• INSTRUCTIONS TO FOLLOW: The lines to be set down run from the line containing "self.commits.load(Ordering::SeqCst) > 0" through the final line of the data below; print them exactly and print nothing else.

Collection entries
-- Opening Marker --

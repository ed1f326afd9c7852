//! Router readiness and sync state.

use std::sync::Mutex;
use std::sync::atomic::{AtomicBool, AtomicU64, Ordering};
use std::time::{SystemTime, UNIX_EPOCH};

use serde::Serialize;
use tracing::info;

#[derive(Debug, Clone, Default, PartialEq, Eq, Serialize)]
pub struct StatusSnapshot {
    /// At least one config commit succeeded.
    pub ready: bool,
    pub routes_synced: bool,
    pub endpoints_synced: bool,
    /// Unix seconds of the last successful commit, if any.
    pub last_commit_epoch: Option<u64>,
    pub commits: u64,
    pub last_fingerprint: Option<String>,
}

impl StatusSnapshot {
    pub fn synced(&self) -> bool {
        self.routes_synced && self.endpoints_synced
    }
}

#[derive(Default)]
pub struct RouterStatus {
    routes_synced: AtomicBool,
    endpoints_synced: AtomicBool,
    last_commit_epoch: AtomicU64,
    commits: AtomicU64,
    last_fingerprint: Mutex<Option<String>>,
}

impl RouterStatus {
    pub fn new() -> Self {
        Self::default()
    }

    /// Returns true the first time it is called.
    pub fn mark_routes_synced(&self) -> bool {
        let first = !self.routes_synced.swap(true, Ordering::SeqCst);
        if first {
            info!("initial route list synced");
        }
        first
    }

    /// Returns true the first time it is called.
    pub fn mark_endpoints_synced(&self) -> bool {
        let first = !self.endpoints_synced.swap(true, Ordering::SeqCst);
        if first {
            info!("initial endpoints list synced");
        }
        first
    }

    /// Both initial lists have been delivered.
    pub fn synced(&self) -> bool {
        self.routes_synced.load(Ordering::SeqCst) && self.endpoints_synced.load(Ordering::SeqCst)
    }

    pub fn is_ready(&self) -> bool {
        self.commits.load(Ordering::SeqCst) > 0
    }

    pub fn record_commit(&self, fingerprint: &str) {
        self.last_commit_epoch.store(epoch_secs(), Ordering::SeqCst);
        self.commits.fetch_add(1, Ordering::SeqCst);
        *self.last_fingerprint.lock().expect("status lock") = Some(fingerprint.to_string());
    }

    pub fn snapshot(&self) -> StatusSnapshot {
        let commits = self.commits.load(Ordering::SeqCst);
        StatusSnapshot {
            ready: commits > 0,
            routes_synced: self.routes_synced.load(Ordering::SeqCst),
            endpoints_synced: self.endpoints_synced.load(Ordering::SeqCst),
            last_commit_epoch: (commits > 0).then(|| self.last_commit_epoch.load(Ordering::SeqCst)),
            commits,
            last_fingerprint: self.last_fingerprint.lock().expect("status lock").clone(),
        }
    }
}

fn epoch_secs() -> u64 {
    SystemTime::now()
        .duration_since(UNIX_EPOCH)
        .unwrap_or_default()
        .as_secs()
}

-- Closing Marker --

• OUTPUT OF THE TASK:
        self.commits.load(Ordering::SeqCst) > 0
    }

    pub fn record_commit(&self, fingerprint: &str) {
        self.last_commit_epoch.store(epoch_secs(), Ordering::SeqCst);
        self.commits.fetch_add(1, Ordering::SeqCst);
        *self.last_fingerprint.lock().expect("status lock") = Some(fingerprint.to_string());
    }

    pub fn snapshot(&self) -> StatusSnapshot {
        let commits = self.commits.load(Ordering::SeqCst);
        StatusSnapshot {
            ready: commits > 0,
            routes_synced: self.routes_synced.load(Ordering::SeqCst),
            endpoints_synced: self.endpoints_synced.load(Ordering::SeqCst),
            last_commit_epoch: (commits > 0).then(|| self.last_commit_epoch.load(Ordering::SeqCst)),
            commits,
            last_fingerprint: self.last_fingerprint.lock().expect("status lock").clone(),
        }
    }
}

fn epoch_secs() -> u64 {
    SystemTime::now()
        .duration_since(UNIX_EPOCH)
        .unwrap_or_default()
        .as_secs()
}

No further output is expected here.